What the task requires »
Starting at the first line of the data below, retype every line up to and including the one containing "so it can be".

Saved data entries:
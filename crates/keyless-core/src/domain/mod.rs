//! Domain entities for keyless access control.
//!
//! This module contains pure business logic with no infrastructure dependencies.
//!
//! # What is "domain" in Clean Architecture? (for beginners)
//!
//! The innermost layer of the application.  Domain code has **no** imports
//! from radio stacks, sockets, file systems, or GPIO drivers, so it can be
//! compiled and tested on any machine.  The controller and key crates depend
//! on these types; the types never depend on them.

/// Command vocabulary accepted by the controller.
pub mod command;

/// The controller's belief about the physical lock position.
pub mod lock_state;

/// Stable identifiers of remote devices.
pub mod peer;

/// Signal-strength smoothing and hysteresis.
///
/// See [`proximity::ProximityFilter`] for the main type.
pub mod proximity;
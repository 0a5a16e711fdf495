//! Lock position as believed by the controller (and mirrored by the key).

use serde::{Deserialize, Serialize};

/// Belief about the physical lock position.
///
/// There is no sensor feedback: the value is only ever changed by a
/// successfully executed `LOCK`/`UNLOCK` or by the automatic re-lock that
/// follows a disconnect.  `Unknown` is the state after power-up.
#[derive(Debug, Clone, Copy, PartialEq, Eq, Default, Serialize, Deserialize)]
pub enum LockState {
    #[default]
    Unknown,
    Locked,
    Unlocked,
}

impl LockState {
    /// `true` unless the lock is known to be engaged.
    pub fn needs_locking(self) -> bool {
        self != LockState::Locked
    }
}
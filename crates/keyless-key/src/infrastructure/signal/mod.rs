//! Signal-strength sources.
//!
//! The key samples one RSSI reading (dBm) per sampling period.  On a phone
//! this comes from the radio stack; on a development host a
//! [`ScriptedSignal`] replays a configured sequence so walk-away and
//! approach scenarios can be reproduced.  Readings can also be injected by
//! hand from the console (`rssi -55`).

/// Anything that can produce a signal-strength reading on demand.
#[cfg_attr(test, mockall::automock)]
pub trait SignalSource: Send {
    /// Current reading, or `None` when nothing is available.
    fn sample(&mut self) -> Option<i16>;
}

/// Replays a fixed sequence of readings, starting over at the end.
#[derive(Debug, Clone, Default)]
pub struct ScriptedSignal {
    samples: Vec<i16>,
    next: usize,
}

impl ScriptedSignal {
    pub fn new(samples: Vec<i16>) -> Self {
        Self { samples, next: 0 }
    }

    pub fn is_empty(&self) -> bool {
        self.samples.is_empty()
    }
}

impl SignalSource for ScriptedSignal {
    fn sample(&mut self) -> Option<i16> {
        let value = *self.samples.get(self.next)?;
        self.next = (self.next + 1) % self.samples.len();
        Some(value)
    }
}
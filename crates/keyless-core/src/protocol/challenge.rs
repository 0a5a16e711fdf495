//! HMAC-SHA256 challenge-response primitives.
//!
//! # How the challenge works (for beginners)
//!
//! The link layer already encrypts traffic, but it only proves that *some*
//! device finished pairing.  To prove that the device is a genuine key, the
//! controller sends a fresh random [`Nonce`] and the key answers with
//! `HMAC-SHA256(secret, nonce)` encoded as hex.  Only a holder of the
//! [`SharedSecret`] can produce the right digest, and because the nonce is
//! new every time, a recorded answer is useless for the next attempt.
//!
//! ```text
//! controller                               key
//!     │── CHALLENGE:<64 hex chars> ──────────▶│
//!     │                                      │ digest = HMAC(secret, nonce)
//!     │◀──────────────── RESP:<64 hex chars> ─│
//!     │ verify_response(...)                  │
//! ```
//!
//! Digest comparison uses [`Mac::verify_slice`], which runs in constant time.

use std::fmt;

use hmac::{Hmac, Mac};
use rand::rngs::OsRng;
use rand::RngCore;
use sha2::Sha256;
use thiserror::Error;

type HmacSha256 = Hmac<Sha256>;

/// Nonce length in bytes.
pub const NONCE_LEN: usize = 32;

/// Length in bytes of an HMAC-SHA256 digest.
pub const DIGEST_LEN: usize = 32;

/// Errors raised while producing or checking a challenge digest.
///
/// Every variant except [`AuthError::EmptySecret`] is an ordinary
/// verification failure: the controller counts it against the peer and
/// keeps running.
#[derive(Debug, Error, PartialEq)]
pub enum AuthError {
    /// The shared secret must contain at least one byte.
    #[error("shared secret is empty")]
    EmptySecret,

    /// The response was not valid hex.
    #[error("response digest is not valid hex: {0}")]
    MalformedDigest(String),

    /// The response decoded to the wrong number of bytes.
    #[error("response digest has {actual} bytes, expected {expected}")]
    DigestLength { expected: usize, actual: usize },

    /// The digest did not match the expected HMAC.
    #[error("response digest does not match")]
    Mismatch,

    /// The MAC implementation rejected the key.
    #[error("invalid HMAC key: {0}")]
    InvalidKey(String),
}

/// Random single-use challenge value.
#[derive(Clone, PartialEq, Eq)]
pub struct Nonce([u8; NONCE_LEN]);

impl Nonce {
    /// Draws a fresh nonce from the operating system's CSPRNG.
    pub fn random() -> Self {
        let mut bytes = [0u8; NONCE_LEN];
        OsRng.fill_bytes(&mut bytes);
        Self(bytes)
    }

    pub fn from_bytes(bytes: [u8; NONCE_LEN]) -> Self {
        Self(bytes)
    }

    pub fn as_bytes(&self) -> &[u8] {
        &self.0
    }

    /// Lower-case hex form used in `CHALLENGE:` payloads.
    pub fn to_hex(&self) -> String {
        hex::encode(self.0)
    }
}

// Nonces are never written to logs in full.
impl fmt::Debug for Nonce {
    fn fmt(&self, f: &mut fmt::Formatter<'_>) -> fmt::Result {
        f.write_str("Nonce(..)")
    }
}

/// Pre-shared secret both devices are provisioned with.
#[derive(Clone)]
pub struct SharedSecret(Vec<u8>);

impl SharedSecret {
    /// Wraps raw secret bytes.
    ///
    /// # Errors
    ///
    /// Returns [`AuthError::EmptySecret`] when `bytes` is empty.
    pub fn new(bytes: impl Into<Vec<u8>>) -> Result<Self, AuthError> {
        let bytes = bytes.into();
        if bytes.is_empty() {
            return Err(AuthError::EmptySecret);
        }
        Ok(Self(bytes))
    }

    fn mac(&self) -> Result<HmacSha256, AuthError> {
        HmacSha256::new_from_slice(&self.0).map_err(|e| AuthError::InvalidKey(e.to_string()))
    }

    /// Computes the raw HMAC-SHA256 of `message`.
    pub fn digest(&self, message: &[u8]) -> Result<[u8; DIGEST_LEN], AuthError> {
        let mut mac = self.mac()?;
        mac.update(message);
        let mut out = [0u8; DIGEST_LEN];
        out.copy_from_slice(&mac.finalize().into_bytes());
        Ok(out)
    }

    /// Produces the lower-case hex answer to a challenge nonce.
    pub fn respond(&self, nonce: &[u8]) -> Result<String, AuthError> {
        Ok(hex::encode(self.digest(nonce)?))
    }

    /// Checks a hex-encoded response against the expected HMAC of `nonce`.
    ///
    /// Hex is accepted in either case.
    ///
    /// # Errors
    ///
    /// - [`AuthError::MalformedDigest`] if `response_hex` is not hex.
    /// - [`AuthError::DigestLength`] if it decodes to anything but 32 bytes.
    /// - [`AuthError::Mismatch`] if the digest is wrong.
    pub fn verify(&self, nonce: &[u8], response_hex: &str) -> Result<(), AuthError> {
        let provided = hex::decode(response_hex.trim())
            .map_err(|e| AuthError::MalformedDigest(e.to_string()))?;
        if provided.len() != DIGEST_LEN {
            return Err(AuthError::DigestLength {
                expected: DIGEST_LEN,
                actual: provided.len(),
            });
        }
        let mut mac = self.mac()?;
        mac.update(nonce);
        mac.verify_slice(&provided).map_err(|_| AuthError::Mismatch)
    }
}

impl fmt::Debug for SharedSecret {
    fn fmt(&self, f: &mut fmt::Formatter<'_>) -> fmt::Result {
        write!(f, "SharedSecret({} bytes)", self.0.len())
    }
}

// ── Tests ─────────────────────────────────────────────────────────────────────

#[cfg(test)]
mod tests {
    use super::*;

    fn secret() -> SharedSecret {
        SharedSecret::new("s3cret-key").unwrap()
    }

    #[test]
    fn test_empty_secret_is_rejected() {
        assert_eq!(SharedSecret::new("").unwrap_err(), AuthError::EmptySecret);
    }

    #[test]
    fn test_random_nonces_differ() {
        let a = Nonce::random();
        let b = Nonce::random();
        assert_ne!(a, b, "two 32-byte nonces from the OS RNG should never collide");
        assert_eq!(a.to_hex().len(), NONCE_LEN * 2);
    }

    #[test]
    fn test_known_hmac_vector() {
        // RFC 4231 test case 2
        let secret = SharedSecret::new("Jefe").unwrap();
        let answer = secret.respond(b"what do ya want for nothing?").unwrap();
        assert_eq!(
            answer,
            "5bdcc146bf60754e6a042426089575c75a003f089d2739839dec58b964ec3843"
        );
    }

    #[test]
    fn test_correct_response_verifies() {
        // Arrange
        let nonce = Nonce::random();
        let answer = secret().respond(nonce.as_bytes()).unwrap();

        // Act / Assert
        assert_eq!(secret().verify(nonce.as_bytes(), &answer), Ok(()));
    }

    #[test]
    fn test_upper_case_response_verifies() {
        let nonce = Nonce::from_bytes([7u8; NONCE_LEN]);
        let answer = secret().respond(nonce.as_bytes()).unwrap().to_uppercase();
        assert_eq!(secret().verify(nonce.as_bytes(), &answer), Ok(()));
    }

    #[test]
    fn test_response_from_wrong_secret_is_mismatch() {
        let nonce = Nonce::random();
        let other = SharedSecret::new("not-the-secret").unwrap();
        let answer = other.respond(nonce.as_bytes()).unwrap();
        assert_eq!(
            secret().verify(nonce.as_bytes(), &answer),
            Err(AuthError::Mismatch)
        );
    }

    #[test]
    fn test_response_for_other_nonce_is_mismatch() {
        let first = Nonce::from_bytes([1u8; NONCE_LEN]);
        let second = Nonce::from_bytes([2u8; NONCE_LEN]);
        let stale = secret().respond(first.as_bytes()).unwrap();
        assert_eq!(
            secret().verify(second.as_bytes(), &stale),
            Err(AuthError::Mismatch)
        );
    }

    #[test]
    fn test_garbled_hex_is_malformed() {
        let nonce = Nonce::random();
        assert!(matches!(
            secret().verify(nonce.as_bytes(), "not hex at all"),
            Err(AuthError::MalformedDigest(_))
        ));
    }

    #[test]
    fn test_short_digest_reports_length() {
        let nonce = Nonce::random();
        assert_eq!(
            secret().verify(nonce.as_bytes(), "abcd"),
            Err(AuthError::DigestLength {
                expected: DIGEST_LEN,
                actual: 2
            })
        );
    }

    #[test]
    fn test_debug_output_hides_material() {
        let nonce = Nonce::from_bytes([0xAB; NONCE_LEN]);
        assert_eq!(format!("{nonce:?}"), "Nonce(..)");
        assert_eq!(format!("{:?}", secret()), "SharedSecret(10 bytes)");
    }
}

Completed task »
filename crates/keyless-core/src/domain/mod.rs
//! Domain entities for keyless access control.
//!
//! This module contains pure business logic with no infrastructure dependencies.
//!
//! # What is "domain" in Clean Architecture? (for beginners)
//!
//! The innermost layer of the application.  Domain code has **no** imports
//! from radio stacks, sockets, file systems, or GPIO drivers, so it can be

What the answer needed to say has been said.